Este año, además, conmemoramos
el centenario del nacimiento de don Álvaro y el vigésimo aniversario
de su dies natális, de su tránsito al Cielo. En su existencia
brilla como una perla de primera magnitud esta virtud sobrenatural y
humana. Luego, el día 28, el aniversario de la ordenación sacerdotal
de nuestro Padre nos habla también de lealtad íntegra a la llamada divina:
una fidelidad intangible, firme, virginal, alegre, indiscutida,
a la fe, a la pureza y al camino[1].
Es lógico, pues, que haciendo un profundo y agradecido examen
personal consideremos en estas semanas cómo es nuestra respuesta
a la llamada divina que cada una, cada uno, ha recibido.
El comienzo de la Cuaresma,
ya próximo, nos impulsa a caminar decididamente por esta senda; un tiempo
litúrgico que nos pone delante de estas preguntas fundamentales:
¿avanzo en mi fidelidad a Cristo?, ¿en deseos de santidad?, ¿en generosidad
apostólica en mi vida diaria, en mi trabajo ordinario entre mis compañeros
de profesión?[2].
Cultivemos, también en los otros momentos del año, una oración más intensa,
una mortificación más generosa, la práctica frecuente de las obras de
misericordia espirituales y corporales, que, en cuanto actos informados
por la fe y la caridad, constituyen un impulso poderoso para nuestros
deseos de fidelidad. No es cuestión de sentimientos, sino la vibración
propia del alma enamorada, aunque llegue el cansancio, el peso del pobre
yo.
Faltan pocas jornadas
para el centenario del nacimiento del queridísimo don Álvaro. Desde
que comenzó el año, hemos tenido muy presente esa fecha, el 11 de marzo,
con la mirada puesta en el ejemplo de este hijo de san Josemaría, entregado
sin reservas, que supo encarnar admirablemente el espíritu del Opus
Dei. El decreto con el que la Iglesia reconoce sus virtudes afirma que
la más característica en él fue una «fidelidad indiscutible, sobre todo,
a Dios en el cumplimiento pronto y generoso de su voluntad; fidelidad
a la Iglesia y al Papa; fidelidad al sacerdocio; fidelidad a la vocación
cristiana en cada momento y en cada circunstancia de la vida»[3].
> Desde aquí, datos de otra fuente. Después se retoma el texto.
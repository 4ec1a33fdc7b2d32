//! Unit tests for user accounts.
Y concluye que la vida de don Álvaro es «ejemplo de caridad y de fidelidad
para todos los cristianos»[4].
La fidelidad del ser
humano se halla íntimamente unida a la de Dios, que es fiel en todas
sus palabras, y piadoso en todas sus obras[5].
La Sagrada Escritura, al presentar la historia de los patriarcas y de
los justos del Antiguo Testamento, pone de relieve un aspecto esencial
de su fe. La fe no sólo se presenta como un camino, sino también como
una edificación, como la preparación de un lugar en el que el hombre
pueda convivir con los demás (...). Nace así, en relación con la fe,
una nueva fiabilidad, una nueva solidez, que sólo puede venir de Dios[6].
La figura de don Álvaro
se inscribe en esa larga cadena de hombres leales a Dios desde
Abrahán y Moisés hasta los santos del Nuevo Testamento que buscaron
dedicar toda su existencia a la realización del proyecto recibido. Nada
pudo apartarlos ni un ápice del querer divino: las dificultades externas
o internas, los sufrimientos, las persecuciones..., porque estaban firmemente
anclados en la Voluntad amabilísima del Señor.
Lo que se pide a
Abrahán es que se fíe de esta Palabra. La fe entiende que la palabra,
aparentemente efímera y pasajera, cuando es pronunciada por el Dios
fiel, se convierte en lo más seguro e inquebrantable que pueda haber,
en lo que hace posible que nuestro camino tenga continuidad en el tiempo.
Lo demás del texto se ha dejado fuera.